**What is expected**
Copy each line of the entries that includes the word "NewAccount".

**Stored items**

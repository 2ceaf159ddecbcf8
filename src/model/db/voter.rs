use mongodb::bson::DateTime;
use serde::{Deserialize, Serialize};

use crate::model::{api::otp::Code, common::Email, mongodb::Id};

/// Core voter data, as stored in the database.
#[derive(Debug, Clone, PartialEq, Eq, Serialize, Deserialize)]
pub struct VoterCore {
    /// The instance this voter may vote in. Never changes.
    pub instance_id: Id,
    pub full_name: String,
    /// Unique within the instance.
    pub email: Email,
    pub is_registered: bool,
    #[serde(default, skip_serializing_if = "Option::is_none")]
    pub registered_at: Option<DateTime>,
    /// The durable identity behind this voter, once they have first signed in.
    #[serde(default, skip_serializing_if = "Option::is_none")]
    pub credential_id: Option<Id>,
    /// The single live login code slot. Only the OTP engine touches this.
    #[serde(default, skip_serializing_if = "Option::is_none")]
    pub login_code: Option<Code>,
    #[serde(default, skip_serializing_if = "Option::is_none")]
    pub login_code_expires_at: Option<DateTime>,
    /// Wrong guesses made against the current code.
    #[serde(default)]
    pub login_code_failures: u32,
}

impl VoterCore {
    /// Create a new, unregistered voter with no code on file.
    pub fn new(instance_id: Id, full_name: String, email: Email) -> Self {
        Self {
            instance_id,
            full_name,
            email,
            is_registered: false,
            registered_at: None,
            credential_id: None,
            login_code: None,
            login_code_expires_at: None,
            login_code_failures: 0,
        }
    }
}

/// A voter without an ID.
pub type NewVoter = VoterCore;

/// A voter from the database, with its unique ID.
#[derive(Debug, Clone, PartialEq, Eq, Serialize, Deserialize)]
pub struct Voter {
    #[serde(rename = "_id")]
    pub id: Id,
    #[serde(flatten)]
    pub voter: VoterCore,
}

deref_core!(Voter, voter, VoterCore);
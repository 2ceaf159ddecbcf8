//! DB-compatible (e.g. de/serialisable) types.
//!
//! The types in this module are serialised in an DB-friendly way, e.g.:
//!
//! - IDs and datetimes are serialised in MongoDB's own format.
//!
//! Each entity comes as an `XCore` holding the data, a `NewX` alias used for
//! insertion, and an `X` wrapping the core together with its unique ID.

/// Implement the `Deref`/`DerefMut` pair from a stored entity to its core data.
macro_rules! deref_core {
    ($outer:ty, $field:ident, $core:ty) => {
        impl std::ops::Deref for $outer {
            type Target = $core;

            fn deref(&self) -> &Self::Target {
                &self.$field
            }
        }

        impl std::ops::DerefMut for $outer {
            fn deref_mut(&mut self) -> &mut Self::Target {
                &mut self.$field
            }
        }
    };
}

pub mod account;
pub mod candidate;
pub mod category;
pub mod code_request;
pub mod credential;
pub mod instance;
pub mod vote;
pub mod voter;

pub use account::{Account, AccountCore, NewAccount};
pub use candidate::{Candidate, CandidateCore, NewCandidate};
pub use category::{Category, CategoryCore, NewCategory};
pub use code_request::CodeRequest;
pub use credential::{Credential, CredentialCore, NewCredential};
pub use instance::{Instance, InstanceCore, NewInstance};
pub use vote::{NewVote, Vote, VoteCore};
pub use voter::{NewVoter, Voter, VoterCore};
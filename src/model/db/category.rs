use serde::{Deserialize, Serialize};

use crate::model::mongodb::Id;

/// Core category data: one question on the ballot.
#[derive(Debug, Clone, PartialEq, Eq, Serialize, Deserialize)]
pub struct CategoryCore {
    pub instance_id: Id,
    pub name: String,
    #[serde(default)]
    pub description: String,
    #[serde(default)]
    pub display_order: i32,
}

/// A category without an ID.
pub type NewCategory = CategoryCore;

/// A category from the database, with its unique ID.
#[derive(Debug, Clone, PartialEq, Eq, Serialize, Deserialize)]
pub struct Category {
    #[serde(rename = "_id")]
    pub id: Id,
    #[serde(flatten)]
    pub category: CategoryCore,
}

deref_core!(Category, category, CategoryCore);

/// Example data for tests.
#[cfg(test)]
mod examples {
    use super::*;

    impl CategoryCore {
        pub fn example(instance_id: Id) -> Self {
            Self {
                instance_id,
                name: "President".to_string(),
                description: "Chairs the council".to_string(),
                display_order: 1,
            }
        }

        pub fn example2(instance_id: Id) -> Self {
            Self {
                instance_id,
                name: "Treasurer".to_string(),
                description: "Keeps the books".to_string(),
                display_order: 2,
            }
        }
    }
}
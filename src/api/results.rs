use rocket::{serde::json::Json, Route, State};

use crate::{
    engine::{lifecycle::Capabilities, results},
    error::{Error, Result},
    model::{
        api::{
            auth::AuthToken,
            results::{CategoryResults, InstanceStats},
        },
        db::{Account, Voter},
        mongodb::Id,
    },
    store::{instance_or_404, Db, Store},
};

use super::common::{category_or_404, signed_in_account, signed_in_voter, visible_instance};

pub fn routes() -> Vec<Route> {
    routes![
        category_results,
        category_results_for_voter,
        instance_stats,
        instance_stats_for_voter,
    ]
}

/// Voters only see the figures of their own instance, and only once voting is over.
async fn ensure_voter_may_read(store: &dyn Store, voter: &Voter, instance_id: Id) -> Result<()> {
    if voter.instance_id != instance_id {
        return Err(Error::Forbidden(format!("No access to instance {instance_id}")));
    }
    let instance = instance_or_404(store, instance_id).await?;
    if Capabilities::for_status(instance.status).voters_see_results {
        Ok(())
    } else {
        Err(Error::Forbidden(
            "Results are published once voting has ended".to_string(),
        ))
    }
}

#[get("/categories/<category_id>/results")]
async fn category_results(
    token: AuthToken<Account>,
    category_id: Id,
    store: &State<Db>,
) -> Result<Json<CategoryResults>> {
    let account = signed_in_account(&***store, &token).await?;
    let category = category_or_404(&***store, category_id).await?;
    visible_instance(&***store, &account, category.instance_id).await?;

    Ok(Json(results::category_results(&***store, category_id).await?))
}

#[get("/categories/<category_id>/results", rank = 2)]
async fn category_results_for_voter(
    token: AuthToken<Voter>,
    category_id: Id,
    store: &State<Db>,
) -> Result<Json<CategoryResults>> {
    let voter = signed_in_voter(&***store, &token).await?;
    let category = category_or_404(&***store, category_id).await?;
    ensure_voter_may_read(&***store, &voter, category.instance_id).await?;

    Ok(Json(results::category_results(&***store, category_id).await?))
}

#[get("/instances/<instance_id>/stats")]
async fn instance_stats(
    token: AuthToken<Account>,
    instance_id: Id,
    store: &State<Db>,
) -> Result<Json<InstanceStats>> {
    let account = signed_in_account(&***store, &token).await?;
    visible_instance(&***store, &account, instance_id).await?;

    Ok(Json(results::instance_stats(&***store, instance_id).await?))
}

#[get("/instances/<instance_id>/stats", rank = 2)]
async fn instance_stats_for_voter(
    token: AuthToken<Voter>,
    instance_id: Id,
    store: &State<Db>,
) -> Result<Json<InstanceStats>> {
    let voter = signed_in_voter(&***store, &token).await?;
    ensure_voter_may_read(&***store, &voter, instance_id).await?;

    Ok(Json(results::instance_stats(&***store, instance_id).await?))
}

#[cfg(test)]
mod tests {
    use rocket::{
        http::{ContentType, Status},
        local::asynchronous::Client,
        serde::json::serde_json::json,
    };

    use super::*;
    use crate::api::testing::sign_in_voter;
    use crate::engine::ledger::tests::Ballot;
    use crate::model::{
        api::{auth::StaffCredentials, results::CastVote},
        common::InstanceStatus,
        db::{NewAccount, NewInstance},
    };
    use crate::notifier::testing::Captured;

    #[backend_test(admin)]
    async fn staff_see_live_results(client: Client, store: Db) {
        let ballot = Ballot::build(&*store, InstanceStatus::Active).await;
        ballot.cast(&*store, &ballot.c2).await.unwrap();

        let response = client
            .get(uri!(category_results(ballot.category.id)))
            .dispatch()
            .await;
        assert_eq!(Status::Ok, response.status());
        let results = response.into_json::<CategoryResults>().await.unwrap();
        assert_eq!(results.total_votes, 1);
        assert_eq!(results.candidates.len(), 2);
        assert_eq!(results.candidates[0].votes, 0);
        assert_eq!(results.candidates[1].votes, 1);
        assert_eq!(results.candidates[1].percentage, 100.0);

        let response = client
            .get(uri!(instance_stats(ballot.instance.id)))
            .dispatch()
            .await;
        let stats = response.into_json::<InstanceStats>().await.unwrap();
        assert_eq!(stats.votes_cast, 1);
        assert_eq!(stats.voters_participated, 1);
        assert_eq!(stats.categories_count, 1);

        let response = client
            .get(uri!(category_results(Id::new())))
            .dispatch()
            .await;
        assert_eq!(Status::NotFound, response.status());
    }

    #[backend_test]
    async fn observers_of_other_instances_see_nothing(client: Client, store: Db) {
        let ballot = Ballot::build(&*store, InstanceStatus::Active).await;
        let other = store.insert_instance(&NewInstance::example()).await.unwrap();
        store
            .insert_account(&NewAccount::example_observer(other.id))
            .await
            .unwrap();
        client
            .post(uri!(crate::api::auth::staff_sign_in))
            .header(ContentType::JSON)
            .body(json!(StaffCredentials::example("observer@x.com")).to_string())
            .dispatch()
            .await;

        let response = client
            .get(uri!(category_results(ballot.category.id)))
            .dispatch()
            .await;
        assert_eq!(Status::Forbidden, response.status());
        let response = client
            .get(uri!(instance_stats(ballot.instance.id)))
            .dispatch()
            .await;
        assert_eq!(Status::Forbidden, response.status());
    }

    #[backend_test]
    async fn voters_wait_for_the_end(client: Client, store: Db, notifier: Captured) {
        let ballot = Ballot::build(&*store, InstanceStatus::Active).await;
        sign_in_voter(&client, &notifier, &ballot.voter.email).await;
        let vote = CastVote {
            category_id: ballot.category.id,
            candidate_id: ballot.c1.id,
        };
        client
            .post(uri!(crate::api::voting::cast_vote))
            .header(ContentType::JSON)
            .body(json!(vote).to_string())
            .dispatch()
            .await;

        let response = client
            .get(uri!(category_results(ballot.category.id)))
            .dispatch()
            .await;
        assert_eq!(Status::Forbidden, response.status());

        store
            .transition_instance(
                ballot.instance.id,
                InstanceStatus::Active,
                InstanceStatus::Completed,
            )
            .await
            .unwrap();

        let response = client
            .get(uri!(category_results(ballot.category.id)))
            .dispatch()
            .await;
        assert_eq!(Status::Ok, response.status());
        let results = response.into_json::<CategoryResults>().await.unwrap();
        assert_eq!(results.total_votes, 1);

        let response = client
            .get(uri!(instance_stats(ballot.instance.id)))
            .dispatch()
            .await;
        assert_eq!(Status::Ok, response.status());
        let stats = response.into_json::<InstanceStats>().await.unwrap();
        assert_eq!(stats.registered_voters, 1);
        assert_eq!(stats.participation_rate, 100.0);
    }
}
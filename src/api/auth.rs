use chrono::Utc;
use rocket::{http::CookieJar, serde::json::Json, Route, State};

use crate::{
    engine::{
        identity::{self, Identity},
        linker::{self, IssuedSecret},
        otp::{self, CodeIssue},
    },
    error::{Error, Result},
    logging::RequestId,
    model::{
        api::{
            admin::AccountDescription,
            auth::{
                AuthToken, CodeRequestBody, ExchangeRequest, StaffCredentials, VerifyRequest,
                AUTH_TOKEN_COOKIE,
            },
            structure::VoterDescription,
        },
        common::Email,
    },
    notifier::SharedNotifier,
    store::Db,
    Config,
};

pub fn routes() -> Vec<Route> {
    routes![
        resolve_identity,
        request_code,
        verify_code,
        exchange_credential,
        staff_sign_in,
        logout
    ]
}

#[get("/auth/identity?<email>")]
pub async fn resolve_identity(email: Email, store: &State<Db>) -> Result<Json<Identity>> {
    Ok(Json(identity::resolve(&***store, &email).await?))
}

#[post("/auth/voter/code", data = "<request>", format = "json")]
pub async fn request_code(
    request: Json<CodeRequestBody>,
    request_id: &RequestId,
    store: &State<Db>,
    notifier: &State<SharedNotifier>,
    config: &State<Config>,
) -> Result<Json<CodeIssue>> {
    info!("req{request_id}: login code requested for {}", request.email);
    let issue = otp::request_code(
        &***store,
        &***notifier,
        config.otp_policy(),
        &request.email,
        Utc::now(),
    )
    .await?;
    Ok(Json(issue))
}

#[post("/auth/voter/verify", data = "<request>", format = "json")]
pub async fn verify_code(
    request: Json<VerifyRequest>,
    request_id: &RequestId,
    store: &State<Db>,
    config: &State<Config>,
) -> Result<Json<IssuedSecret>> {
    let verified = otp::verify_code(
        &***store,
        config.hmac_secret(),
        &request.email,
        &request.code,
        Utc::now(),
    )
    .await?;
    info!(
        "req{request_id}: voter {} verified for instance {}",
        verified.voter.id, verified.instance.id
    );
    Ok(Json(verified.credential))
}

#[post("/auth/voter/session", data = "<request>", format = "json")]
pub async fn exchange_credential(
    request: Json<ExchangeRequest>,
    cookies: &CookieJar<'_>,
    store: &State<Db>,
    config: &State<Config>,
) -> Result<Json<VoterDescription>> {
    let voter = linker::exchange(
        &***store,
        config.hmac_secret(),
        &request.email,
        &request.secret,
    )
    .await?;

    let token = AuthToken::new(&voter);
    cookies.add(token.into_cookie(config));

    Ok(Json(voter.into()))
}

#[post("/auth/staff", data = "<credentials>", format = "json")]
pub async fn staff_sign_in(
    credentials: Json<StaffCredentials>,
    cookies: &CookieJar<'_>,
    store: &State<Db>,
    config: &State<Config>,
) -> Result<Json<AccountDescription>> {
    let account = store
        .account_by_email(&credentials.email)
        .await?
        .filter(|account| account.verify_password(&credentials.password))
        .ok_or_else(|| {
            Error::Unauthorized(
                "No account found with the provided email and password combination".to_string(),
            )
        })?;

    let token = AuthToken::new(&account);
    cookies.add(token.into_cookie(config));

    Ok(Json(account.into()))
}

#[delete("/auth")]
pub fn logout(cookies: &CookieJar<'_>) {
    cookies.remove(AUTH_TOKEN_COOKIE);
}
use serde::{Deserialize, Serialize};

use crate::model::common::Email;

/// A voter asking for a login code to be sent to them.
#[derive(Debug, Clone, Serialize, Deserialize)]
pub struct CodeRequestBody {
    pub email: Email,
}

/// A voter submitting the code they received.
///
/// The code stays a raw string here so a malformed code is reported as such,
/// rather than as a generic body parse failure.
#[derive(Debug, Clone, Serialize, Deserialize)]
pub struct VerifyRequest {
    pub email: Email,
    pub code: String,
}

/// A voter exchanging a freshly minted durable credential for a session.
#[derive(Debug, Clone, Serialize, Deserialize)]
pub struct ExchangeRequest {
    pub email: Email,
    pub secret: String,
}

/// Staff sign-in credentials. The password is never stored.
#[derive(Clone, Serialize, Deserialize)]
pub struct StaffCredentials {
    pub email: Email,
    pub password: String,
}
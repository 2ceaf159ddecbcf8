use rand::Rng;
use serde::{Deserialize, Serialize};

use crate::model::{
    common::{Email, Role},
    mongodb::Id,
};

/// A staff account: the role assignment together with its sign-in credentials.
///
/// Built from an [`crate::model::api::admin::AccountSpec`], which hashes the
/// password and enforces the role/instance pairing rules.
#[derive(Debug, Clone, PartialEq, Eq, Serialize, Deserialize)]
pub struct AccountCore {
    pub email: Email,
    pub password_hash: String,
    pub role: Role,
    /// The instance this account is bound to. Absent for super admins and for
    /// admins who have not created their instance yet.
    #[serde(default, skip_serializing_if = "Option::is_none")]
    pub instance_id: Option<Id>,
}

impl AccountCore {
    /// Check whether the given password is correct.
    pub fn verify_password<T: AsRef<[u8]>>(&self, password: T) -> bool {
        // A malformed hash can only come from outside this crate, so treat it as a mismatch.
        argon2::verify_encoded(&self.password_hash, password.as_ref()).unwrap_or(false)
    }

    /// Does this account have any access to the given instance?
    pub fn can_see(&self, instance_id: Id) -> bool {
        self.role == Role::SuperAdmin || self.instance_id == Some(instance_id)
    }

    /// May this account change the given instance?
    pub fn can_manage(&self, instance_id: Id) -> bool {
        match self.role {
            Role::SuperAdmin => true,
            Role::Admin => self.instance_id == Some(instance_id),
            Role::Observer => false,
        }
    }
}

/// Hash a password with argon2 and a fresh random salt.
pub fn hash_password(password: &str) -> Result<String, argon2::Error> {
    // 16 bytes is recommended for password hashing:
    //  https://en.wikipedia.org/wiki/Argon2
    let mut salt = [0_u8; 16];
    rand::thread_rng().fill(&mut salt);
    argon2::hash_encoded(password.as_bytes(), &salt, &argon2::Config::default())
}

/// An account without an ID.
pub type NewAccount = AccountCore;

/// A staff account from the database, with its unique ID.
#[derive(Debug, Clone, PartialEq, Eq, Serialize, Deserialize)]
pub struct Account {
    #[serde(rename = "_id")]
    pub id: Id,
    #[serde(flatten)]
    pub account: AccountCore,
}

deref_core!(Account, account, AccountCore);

**Completed exercise**
pub use account::{Account, AccountCore, NewAccount};
        db::{NewAccount, NewInstance},
            .insert_account(&NewAccount::example_observer(other.id))
pub type NewAccount = AccountCore;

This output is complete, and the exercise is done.